Of course the wilderness is beautiful. I am not trying to change anyone’s view on that. But I am seeking to raise the status of cultivated land relative to it. The assumption of most conservationists today seems to be the opposite. In fact, my experience is that for many if there is an objective standard of beauty, it is nature unaffected by man.
This is consistent with a neo-pagan worldview. Many people even take this idea – that man is inferior to untouched nature – a step further and consider man not to be part of nature at all. The work of mankind is assumed to be unnatural …by nature (if you’ll forgive the phrase, but it does seem to highlight the absurdity of the position). Man’s activity is seen as something that necessarily defaces creation. This places wilderness above gardens and farmland in the hierarchy of beauty; and above man in the hierarchy of being.
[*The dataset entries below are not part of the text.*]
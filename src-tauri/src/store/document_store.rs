use std::path::Path;
use std::sync::atomic::{AtomicU64, Ordering};
use std::sync::Mutex;

use chrono::Utc;
use rand::distr::Alphanumeric;
use rand::Rng;
use rusqlite::{params, Connection, OptionalExtension, Row};
use serde_json::{Map, Value};
use tokio::sync::mpsc;
use tracing::{debug, info, warn};

use crate::error::EcoConnectError;

use super::subscription::{Subscription, SubscriptionHandle};
use super::types::{Document, FieldUpdate, Query, Snapshot, SortOrder};

/// Length of generated document ids.
const DOCUMENT_ID_LEN: usize = 20;

struct Subscriber {
    handle: SubscriptionHandle,
    collection: String,
    query: Query,
    tx: mpsc::UnboundedSender<Snapshot>,
}

/// SQLite-backed store of JSON documents grouped into named collections.
///
/// Every write to a collection pushes a fresh snapshot to that collection's
/// subscribers, in write order. The connection and the subscriber table are
/// each behind a mutex; the connection lock is never held while snapshots
/// are delivered.
pub struct DocumentStore {
    conn: Mutex<Connection>,
    subscribers: Mutex<Vec<Subscriber>>,
    next_handle: AtomicU64,
    version: AtomicU64,
}

fn lock_poisoned<T>(_: T) -> EcoConnectError {
    EcoConnectError::Store("store lock poisoned".to_string())
}

fn check_collection(collection: &str) -> Result<(), EcoConnectError> {
    if collection.trim().is_empty() || collection.starts_with('/') || collection.ends_with('/') {
        return Err(EcoConnectError::Validation(format!(
            "Invalid collection name: '{}'",
            collection
        )));
    }
    Ok(())
}

fn into_object(data: Value) -> Result<Map<String, Value>, EcoConnectError> {
    match data {
        Value::Object(map) => Ok(map),
        other => Err(EcoConnectError::Validation(format!(
            "Documents must be JSON objects, got: {}",
            other
        ))),
    }
}

fn generate_id() -> String {
    rand::rng()
        .sample_iter(&Alphanumeric)
        .take(DOCUMENT_ID_LEN)
        .map(char::from)
        .collect()
}

fn document_from_row(row: &Row<'_>) -> rusqlite::Result<(Document, String)> {
    Ok((
        Document {
            seq: row.get(0)?,
            collection: row.get(1)?,
            id: row.get(2)?,
            data: Map::new(),
            created_at: row.get(4)?,
        },
        row.get::<_, String>(3)?,
    ))
}

fn with_body((mut doc, json): (Document, String)) -> Result<Document, EcoConnectError> {
    doc.data = into_object(serde_json::from_str(&json)?)?;
    Ok(doc)
}

impl DocumentStore {
    /// Open or create the store database at the given path.
    pub fn open(db_path: &Path) -> Result<Self, EcoConnectError> {
        if let Some(parent) = db_path.parent() {
            std::fs::create_dir_all(parent)
                .map_err(|e| EcoConnectError::Store(format!("Failed to create data dir: {}", e)))?;
        }
        let conn = Connection::open(db_path)?;
        let store = Self::with_connection(conn)?;
        info!("Opened document store at {:?}", db_path);
        Ok(store)
    }

    /// A store that lives only as long as the process.
    pub fn in_memory() -> Result<Self, EcoConnectError> {
        Self::with_connection(Connection::open_in_memory()?)
    }

    fn with_connection(conn: Connection) -> Result<Self, EcoConnectError> {
        conn.execute_batch(
            "CREATE TABLE IF NOT EXISTS documents (
                seq INTEGER PRIMARY KEY AUTOINCREMENT,
                collection TEXT NOT NULL,
                id TEXT NOT NULL,
                data_json TEXT NOT NULL,
                created_at TEXT NOT NULL,
                UNIQUE(collection, id)
            );
            CREATE INDEX IF NOT EXISTS idx_documents_collection ON documents(collection, seq);",
        )?;

        Ok(Self {
            conn: Mutex::new(conn),
            subscribers: Mutex::new(Vec::new()),
            next_handle: AtomicU64::new(1),
            version: AtomicU64::new(0),
        })
    }

    /// Insert a new document with a generated id.
    pub fn add(&self, collection: &str, data: Value) -> Result<Document, EcoConnectError> {
        check_collection(collection)?;
        let data = into_object(data)?;
        let id = generate_id();
        let created_at = Utc::now().to_rfc3339();
        let json = serde_json::to_string(&data)?;

        let seq = {
            let conn = self.conn.lock().map_err(lock_poisoned)?;
            conn.execute(
                "INSERT INTO documents (collection, id, data_json, created_at)
                 VALUES (?1, ?2, ?3, ?4)",
                params![collection, id, json, created_at],
            )?;
            conn.last_insert_rowid()
        };

        debug!("Added document {}/{}", collection, id);
        self.notify_after_write(collection);

        Ok(Document {
            id,
            collection: collection.to_string(),
            data,
            created_at,
            seq,
        })
    }

    /// Create or replace the document with the given id. Replacing keeps the
    /// original creation time and position in the collection.
    pub fn set(&self, collection: &str, id: &str, data: Value) -> Result<(), EcoConnectError> {
        check_collection(collection)?;
        let json = serde_json::to_string(&into_object(data)?)?;

        {
            let conn = self.conn.lock().map_err(lock_poisoned)?;
            conn.execute(
                "INSERT INTO documents (collection, id, data_json, created_at)
                 VALUES (?1, ?2, ?3, ?4)
                 ON CONFLICT(collection, id) DO UPDATE SET data_json = excluded.data_json",
                params![collection, id, json, Utc::now().to_rfc3339()],
            )?;
        }

        debug!("Set document {}/{}", collection, id);
        self.notify_after_write(collection);
        Ok(())
    }

    pub fn get(&self, collection: &str, id: &str) -> Result<Option<Document>, EcoConnectError> {
        let row = {
            let conn = self.conn.lock().map_err(lock_poisoned)?;
            conn.query_row(
                "SELECT seq, collection, id, data_json, created_at
                 FROM documents WHERE collection = ?1 AND id = ?2",
                params![collection, id],
                document_from_row,
            )
            .optional()?
        };
        row.map(with_body).transpose()
    }

    /// Apply field updates to an existing document.
    pub fn update(
        &self,
        collection: &str,
        id: &str,
        updates: &[(&str, FieldUpdate)],
    ) -> Result<Document, EcoConnectError> {
        let updated = {
            let conn = self.conn.lock().map_err(lock_poisoned)?;
            let row = conn
                .query_row(
                    "SELECT seq, collection, id, data_json, created_at
                     FROM documents WHERE collection = ?1 AND id = ?2",
                    params![collection, id],
                    document_from_row,
                )
                .optional()?
                .ok_or_else(|| EcoConnectError::NotFound(format!("{}/{}", collection, id)))?;

            let mut doc = with_body(row)?;
            for (field, update) in updates {
                update.apply(&mut doc.data, field);
            }

            conn.execute(
                "UPDATE documents SET data_json = ?1 WHERE collection = ?2 AND id = ?3",
                params![serde_json::to_string(&doc.data)?, collection, id],
            )?;
            doc
        };

        debug!("Updated document {}/{} ({} fields)", collection, id, updates.len());
        self.notify_after_write(collection);
        Ok(updated)
    }

    /// Read a collection in insertion order.
    pub fn query(&self, collection: &str, query: &Query) -> Result<Vec<Document>, EcoConnectError> {
        let direction = match query.order {
            SortOrder::Ascending => "ASC",
            SortOrder::Descending => "DESC",
        };
        // SQLite treats a negative LIMIT as unbounded
        let limit = query.limit.map(|l| l as i64).unwrap_or(-1);

        let rows = {
            let conn = self.conn.lock().map_err(lock_poisoned)?;
            let mut stmt = conn.prepare(&format!(
                "SELECT seq, collection, id, data_json, created_at
                 FROM documents WHERE collection = ?1
                 ORDER BY seq {} LIMIT ?2",
                direction
            ))?;
            let rows = stmt
                .query_map(params![collection, limit], document_from_row)?
                .collect::<Result<Vec<_>, _>>()?;
            rows
        };

        rows.into_iter().map(with_body).collect()
    }

    fn snapshot(&self, collection: &str, query: &Query) -> Result<Snapshot, EcoConnectError> {
        Ok(Snapshot {
            collection: collection.to_string(),
            documents: self.query(collection, query)?,
            version: self.version.load(Ordering::SeqCst),
        })
    }

    /// Watch a collection. The current snapshot is queued immediately; later
    /// snapshots follow each write to the collection.
    pub fn subscribe(&self, collection: &str, query: Query) -> Result<Subscription, EcoConnectError> {
        check_collection(collection)?;
        let (tx, rx) = mpsc::unbounded_channel();
        let handle = SubscriptionHandle(self.next_handle.fetch_add(1, Ordering::SeqCst));

        let mut subscribers = self.subscribers.lock().map_err(lock_poisoned)?;
        let initial = self.snapshot(collection, &query)?;
        // The receiver is alive, so the initial send cannot fail.
        let _ = tx.send(initial);
        subscribers.push(Subscriber {
            handle,
            collection: collection.to_string(),
            query,
            tx,
        });

        info!("Subscription {} opened on '{}'", handle.0, collection);
        Ok(Subscription::new(handle, rx))
    }

    /// Stop delivering snapshots to a subscription. Returns false if the
    /// handle was unknown or already closed.
    pub fn unsubscribe(&self, handle: SubscriptionHandle) -> bool {
        let Ok(mut subscribers) = self.subscribers.lock() else {
            return false;
        };
        let before = subscribers.len();
        subscribers.retain(|s| s.handle != handle);
        let removed = subscribers.len() != before;
        if removed {
            info!("Subscription {} closed", handle.0);
        }
        removed
    }

    pub fn subscriber_count(&self) -> usize {
        self.subscribers.lock().map(|s| s.len()).unwrap_or(0)
    }

    /// Fan out a committed write. Delivery failures are logged; the write
    /// itself already succeeded.
    fn notify_after_write(&self, collection: &str) {
        if let Err(e) = self.notify(collection) {
            warn!("Failed to notify subscribers of '{}': {}", collection, e);
        }
    }

    /// Push a fresh snapshot to every live subscriber of `collection`.
    /// Subscribers whose receiver was dropped are pruned.
    fn notify(&self, collection: &str) -> Result<(), EcoConnectError> {
        self.version.fetch_add(1, Ordering::SeqCst);

        let mut subscribers = self.subscribers.lock().map_err(lock_poisoned)?;
        let mut closed = Vec::new();
        for sub in subscribers.iter().filter(|s| s.collection == collection) {
            let snapshot = self.snapshot(collection, &sub.query)?;
            if sub.tx.send(snapshot).is_err() {
                closed.push(sub.handle);
            }
        }
        if !closed.is_empty() {
            subscribers.retain(|s| !closed.contains(&s.handle));
            debug!("Pruned {} dropped subscriptions on '{}'", closed.len(), collection);
        }
        Ok(())
    }
}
In the Christian worldview, man is the greatest creature in God’s creation. Man is not only part of creation, but his work can act to perfect it, that is to restore a fallen world to what it ought to be. To the degree that he works in harmony with the divine order (which is a standard higher than anything in the created world) his work is beautiful, productive and in harmony with the common good; and nature flourishes. This is the true ecology.
As soon as one acknowledges the possibility of man perfecting nature, then the route to a ‘green’ world is not the restriction of human activity, but an increase in the right sort of activity. If one seeks to change the form of human activity so that it is working beautifully, in harmony with the divine order, then the more people there are, the better.
The neo-pagan worldview, on the other hand, cannot conceive of this restorative human interaction with creation. His activity is just more or less destructive. The only solution therefore that it has to propose is the reduction of all human activity. There is only one really effective way to do this – population control.